Wednesday, June 26th 2019

SK Hynix Starts Mass-Producing World's First 128-Layer 4D NAND, Working on 176-Layer NAND

SK hynix Inc. announced today that it has developed and started mass-producing the world's first 128-Layer 1 Tb (Terabit) TLC (Triple-Level Cell) 4D NAND Flash, only eight months after the Company announced the 96-Layer 4D NAND Flash last year.

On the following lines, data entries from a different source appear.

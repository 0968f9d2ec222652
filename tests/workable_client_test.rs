use async_trait::async_trait;
use ats_sync::workable::http::{RawResponse, Transport};
use ats_sync::workable::payload::JobIdentifiers;
use ats_sync::workable::{WorkableClient, WorkableError};
use reqwest::{Request, StatusCode, Url};
use serde_json::{json, Value};
use std::collections::VecDeque;
use std::sync::Mutex;
use std::time::Duration;

#[derive(Debug, Clone)]
struct Sent {
    method: String,
    url: String,
    auth: Option<String>,
    body: Option<Value>,
}

/// Replays queued responses in order and records every request it receives.
/// An exhausted script answers 500.
#[derive(Default)]
struct ScriptedTransport {
    replies: Mutex<VecDeque<RawResponse>>,
    sent: Mutex<Vec<Sent>>,
}

impl ScriptedTransport {
    fn sent(&self) -> Vec<Sent> {
        self.sent.lock().unwrap().clone()
    }

    fn urls(&self) -> Vec<String> {
        self.sent().into_iter().map(|s| s.url).collect()
    }
}

#[async_trait]
impl Transport for ScriptedTransport {
    async fn send(&self, request: Request) -> Result<RawResponse, WorkableError> {
        let auth = request
            .headers()
            .get("Authorization")
            .and_then(|h| h.to_str().ok())
            .map(str::to_string);
        let body = request
            .body()
            .and_then(|b| b.as_bytes())
            .map(|b| serde_json::from_slice(b).unwrap());
        self.sent.lock().unwrap().push(Sent {
            method: request.method().to_string(),
            url: request.url().to_string(),
            auth,
            body,
        });
        Ok(self
            .replies
            .lock()
            .unwrap()
            .pop_front()
            .unwrap_or_else(|| RawResponse::new(StatusCode::INTERNAL_SERVER_ERROR, "script exhausted")))
    }
}

const BASE: &str = "https://acme.workable.com/spi/v3/";

fn ok(body: Value) -> RawResponse {
    RawResponse::json(StatusCode::OK, &body)
}

fn status(code: u16) -> RawResponse {
    RawResponse::new(StatusCode::from_u16(code).unwrap(), "{\"error\":\"nope\"}")
}

fn client(replies: Vec<RawResponse>) -> WorkableClient<ScriptedTransport> {
    let transport = ScriptedTransport {
        replies: Mutex::new(replies.into()),
        ..Default::default()
    };
    WorkableClient::with_transport(transport, Url::parse(BASE).unwrap(), "secret")
        .throttle(Duration::ZERO)
        .cooldown(Duration::ZERO)
        .page_limit(2)
        .job_states(vec!["published".into(), "draft".into()])
}

fn ids(values: &[Value]) -> Vec<String> {
    values
        .iter()
        .map(|v| v["id"].as_str().unwrap_or_default().to_string())
        .collect()
}

#[tokio::test]
async fn single_429_is_retried_after_cooldown() {
    let c = client(vec![status(429), ok(json!({ "id": "C1", "name": "Ann" }))]);
    let candidate = c.get_candidate("C1").await.unwrap().unwrap();
    assert_eq!(candidate["name"], "Ann");
    assert_eq!(c.transport().sent().len(), 2);
}

#[tokio::test]
async fn second_429_is_rate_limited() {
    let c = client(vec![status(429), status(429)]);
    let err = c.get_candidate("C1").await.unwrap_err();
    assert!(err.is_rate_limited());
    assert_eq!(c.transport().sent().len(), 2);
}

#[tokio::test]
async fn requests_carry_bearer_token() {
    let c = client(vec![ok(json!({ "candidates": [] }))]);
    c.list_job_candidates(&JobIdentifiers::new(["AB1".to_string()]), true, None)
        .await
        .unwrap();
    let sent = c.transport().sent();
    assert_eq!(sent[0].method, "GET");
    assert_eq!(sent[0].auth.as_deref(), Some("Bearer secret"));
    assert_eq!(
        sent[0].url,
        "https://acme.workable.com/spi/v3/jobs/AB1/candidates?limit=2"
    );
}

#[tokio::test]
async fn pagination_follows_absolute_and_relative_cursors() {
    let c = client(vec![
        ok(json!({
            "candidates": [{ "id": "C1" }, { "id": "C2" }],
            "paging": { "next": "https://acme.workable.com/spi/v3/jobs/AB1/candidates?limit=2&since_id=C2" }
        })),
        ok(json!({
            "candidates": [{ "id": "C3" }, { "id": "C2" }],
            "paging": { "next": "/spi/v3/jobs/AB1/candidates?limit=2&since_id=C3" }
        })),
        ok(json!({ "candidates": [{ "id": "C4" }] })),
    ]);
    let job = JobIdentifiers::new(["AB1".to_string()]);
    let candidates = c.list_job_candidates(&job, true, None).await.unwrap();

    assert_eq!(ids(&candidates), vec!["C1", "C2", "C3", "C4"]);
    let urls = c.transport().urls();
    assert_eq!(urls.len(), 3);
    assert!(urls[1].ends_with("since_id=C2"));
    assert_eq!(
        urls[2],
        "https://acme.workable.com/spi/v3/jobs/AB1/candidates?limit=2&since_id=C3"
    );
}

#[tokio::test]
async fn repeated_cursor_stops_pagination() {
    let page = json!({
        "candidates": [{ "id": "C1" }],
        "paging": { "next": "jobs/AB1/candidates?limit=2" }
    });
    let c = client(vec![ok(page.clone()), ok(page)]);
    let job = JobIdentifiers::new(["AB1".to_string()]);
    let candidates = c.list_job_candidates(&job, true, None).await.unwrap();
    assert_eq!(ids(&candidates), vec!["C1"]);
    assert_eq!(c.transport().sent().len(), 1);
}

#[tokio::test]
async fn page_cap_and_single_page_mode() {
    let page = |n: u32| {
        ok(json!({
            "candidates": [{ "id": format!("C{n}") }],
            "paging": { "next": format!("jobs/AB1/candidates?since_id=C{n}") }
        }))
    };
    let job = JobIdentifiers::new(["AB1".to_string()]);

    let c = client(vec![page(1), page(2), page(3)]);
    let capped = c.list_job_candidates(&job, true, Some(2)).await.unwrap();
    assert_eq!(ids(&capped), vec!["C1", "C2"]);
    assert_eq!(c.transport().sent().len(), 2);

    let c = client(vec![page(1), page(2)]);
    let single = c.list_job_candidates(&job, false, None).await.unwrap();
    assert_eq!(ids(&single), vec!["C1"]);
    assert_eq!(c.transport().sent().len(), 1);
}

#[tokio::test]
async fn candidate_listing_falls_back_to_next_identifier_on_404() {
    let c = client(vec![status(404), ok(json!({ "candidates": [{ "id": "C9" }] }))]);
    let job = JobIdentifiers::new(["AB1".to_string(), "123".to_string()]);
    let candidates = c.list_job_candidates(&job, true, None).await.unwrap();
    assert_eq!(ids(&candidates), vec!["C9"]);
    let urls = c.transport().urls();
    assert!(urls[0].contains("/jobs/AB1/candidates"));
    assert!(urls[1].contains("/jobs/123/candidates"));
}

#[tokio::test]
async fn candidate_listing_with_no_accepted_identifier_fails() {
    let c = client(vec![status(404), status(404)]);
    let job = JobIdentifiers::new(["AB1".to_string(), "123".to_string()]);
    let err = c.list_job_candidates(&job, true, None).await.unwrap_err();
    assert!(matches!(err, WorkableError::UnknownJob(_)));
}

#[tokio::test]
async fn job_listing_unions_state_filters() {
    let c = client(vec![
        ok(json!({ "jobs": [{ "shortcode": "A", "id": "1" }, { "shortcode": "B", "id": "2" }] })),
        ok(json!({ "jobs": [{ "shortcode": "C", "id": "3" }, { "shortcode": "A", "id": "1" }] })),
        ok(json!([{ "id": "4" }, { "title": "no identifiers" }, { "shortcode": "B", "id": "2" }])),
    ]);
    let jobs = c.list_open_jobs().await.unwrap();

    assert_eq!(ids(&jobs), vec!["1", "2", "3", "4"]);
    let urls = c.transport().urls();
    assert_eq!(
        urls,
        vec![
            "https://acme.workable.com/spi/v3/jobs?state=published&limit=2",
            "https://acme.workable.com/spi/v3/jobs?state=draft&limit=2",
            "https://acme.workable.com/spi/v3/jobs?limit=2",
        ]
    );
}

#[tokio::test]
async fn first_job_filter_error_propagates() {
    let c = client(vec![status(401)]);
    let err = c.list_open_jobs().await.unwrap_err();
    assert_eq!(err.status(), Some(StatusCode::UNAUTHORIZED));
    assert_eq!(c.transport().sent().len(), 1);
}

#[tokio::test]
async fn later_job_filter_errors_are_skipped() {
    let c = client(vec![
        ok(json!({ "jobs": [{ "shortcode": "A", "id": "1" }] })),
        status(500),
        ok(json!({ "jobs": [{ "shortcode": "B", "id": "2" }] })),
    ]);
    let jobs = c.list_open_jobs().await.unwrap();
    assert_eq!(ids(&jobs), vec!["1", "2"]);
}

#[tokio::test]
async fn job_details_unwrap_and_fall_back() {
    let c = client(vec![
        status(404),
        ok(json!({ "job": { "shortcode": "AB1", "description": "<p>Hi</p>" } })),
    ]);
    let job = JobIdentifiers::new(["AB1".to_string(), "123".to_string()]);
    let details = c.get_job_details(&job).await.unwrap().unwrap();
    assert_eq!(details["description"], "<p>Hi</p>");

    let c = client(vec![status(500), status(500)]);
    assert!(c.get_job_details(&job).await.unwrap().is_none());

    let c = client(vec![status(429), status(429)]);
    assert!(c.get_job_details(&job).await.unwrap_err().is_rate_limited());
}

#[tokio::test]
async fn ratings_are_disabled_after_404() {
    let c = client(vec![status(404), ok(json!({ "ratings": [] }))]);
    assert!(c.get_candidate_ratings("C1").await.is_none());
    assert!(!c.ratings_available());
    assert!(c.get_candidate_ratings("C2").await.is_none());
    assert_eq!(c.transport().sent().len(), 1);
}

#[tokio::test]
async fn ratings_survive_transient_errors() {
    let c = client(vec![status(500), ok(json!({ "ratings": [{ "score": 4 }] }))]);
    assert!(c.get_candidate_ratings("C1").await.is_none());
    assert!(c.ratings_available());
    let ratings = c.get_candidate_ratings("C1").await.unwrap();
    assert_eq!(ratings["ratings"][0]["score"], 4);
}

#[tokio::test]
async fn resume_download_skips_token_on_foreign_hosts() {
    let c = client(vec![RawResponse::new(StatusCode::OK, b"%PDF-1.4".to_vec())]);
    let candidate = json!({
        "id": "C1",
        "resume_url": "https://files.example.com/resumes/ann.pdf?sig=abc"
    });
    let (name, bytes) = c.download_candidate_resume(&candidate).await.unwrap();
    assert_eq!(name, "ann.pdf");
    assert_eq!(bytes, b"%PDF-1.4");
    assert!(c.transport().sent()[0].auth.is_none());
}

#[tokio::test]
async fn resume_download_falls_back_to_files_endpoint() {
    let c = client(vec![
        status(403),
        ok(json!({ "files": [
            { "name": "cv.docx", "url": "https://acme.workable.com/spi/v3/files/9" }
        ] })),
        RawResponse::new(StatusCode::OK, b"docx".to_vec()),
    ]);
    let candidate = json!({
        "id": "C1",
        "attachments": [{ "url": "https://files.example.com/expired.pdf" }]
    });
    let (name, bytes) = c.download_candidate_resume(&candidate).await.unwrap();
    assert_eq!(name, "cv.docx");
    assert_eq!(bytes, b"docx");

    let sent = c.transport().sent();
    assert_eq!(sent.len(), 3);
    assert!(sent[0].auth.is_none());
    assert!(sent[1].url.ends_with("/candidates/C1/files"));
    assert_eq!(sent[2].auth.as_deref(), Some("Bearer secret"));
}

#[tokio::test]
async fn activity_and_stage_writes() {
    let c = client(vec![ok(json!({ "id": "A1" })), RawResponse::new(StatusCode::OK, "")]);
    let body = json!({ "body": "Assessment score: 87", "member_id": "M1" });
    let res = c.post_candidate_activity("C1", &body).await.unwrap();
    assert_eq!(res["id"], "A1");
    c.update_candidate_stage("C1", "interview").await.unwrap();

    let sent = c.transport().sent();
    assert_eq!(sent[0].method, "POST");
    assert!(sent[0].url.ends_with("/candidates/C1/activities"));
    assert_eq!(sent[0].body.as_ref(), Some(&body));
    assert_eq!(sent[1].method, "PATCH");
    assert!(sent[1].url.ends_with("/candidates/C1"));
    assert_eq!(
        sent[1].body.as_ref(),
        Some(&json!({ "candidate": { "stage": "interview" } }))
    );
}

#[tokio::test]
async fn write_errors_carry_status_and_body() {
    let c = client(vec![status(422)]);
    let err = c.update_candidate_stage("C1", "nowhere").await.unwrap_err();
    match err {
        WorkableError::Status { status, path, body } => {
            assert_eq!(status, StatusCode::UNPROCESSABLE_ENTITY);
            assert_eq!(path, "/spi/v3/candidates/C1");
            assert!(body.contains("nope"));
        }
        other => panic!("unexpected error {other:?}"),
    }
}

#[tokio::test]
async fn cursor_to_another_host_is_followed_without_token() {
    let c = client(vec![
        ok(json!({
            "candidates": [{ "id": "C1" }],
            "paging": { "next": "https://mirror.example.net/spi/v3/jobs/AB1/candidates?since_id=C1" }
        })),
        ok(json!({ "candidates": [{ "id": "C2" }] })),
    ]);
    let job = JobIdentifiers::new(["AB1".to_string()]);
    let candidates = c.list_job_candidates(&job, true, None).await.unwrap();
    assert_eq!(ids(&candidates), vec!["C1", "C2"]);

    let sent = c.transport().sent();
    assert_eq!(sent[0].auth.as_deref(), Some("Bearer secret"));
    assert!(sent[1].url.starts_with("https://mirror.example.net/"));
    assert!(sent[1].auth.is_none());
}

The 128-Layer 1 Tb NAND chip offers the industry's highest vertical stacking with more than 360 billion NAND cells, each of which stores 3 bits, per one chip. To achieve this, SK hynix applied innovative technologies, such as "ultra-homogeneous vertical etching technology," "high-reliability multi-layer thin-film cell formation technology," and ultra-fast low-power circuit design, to its own 4D NAND technology.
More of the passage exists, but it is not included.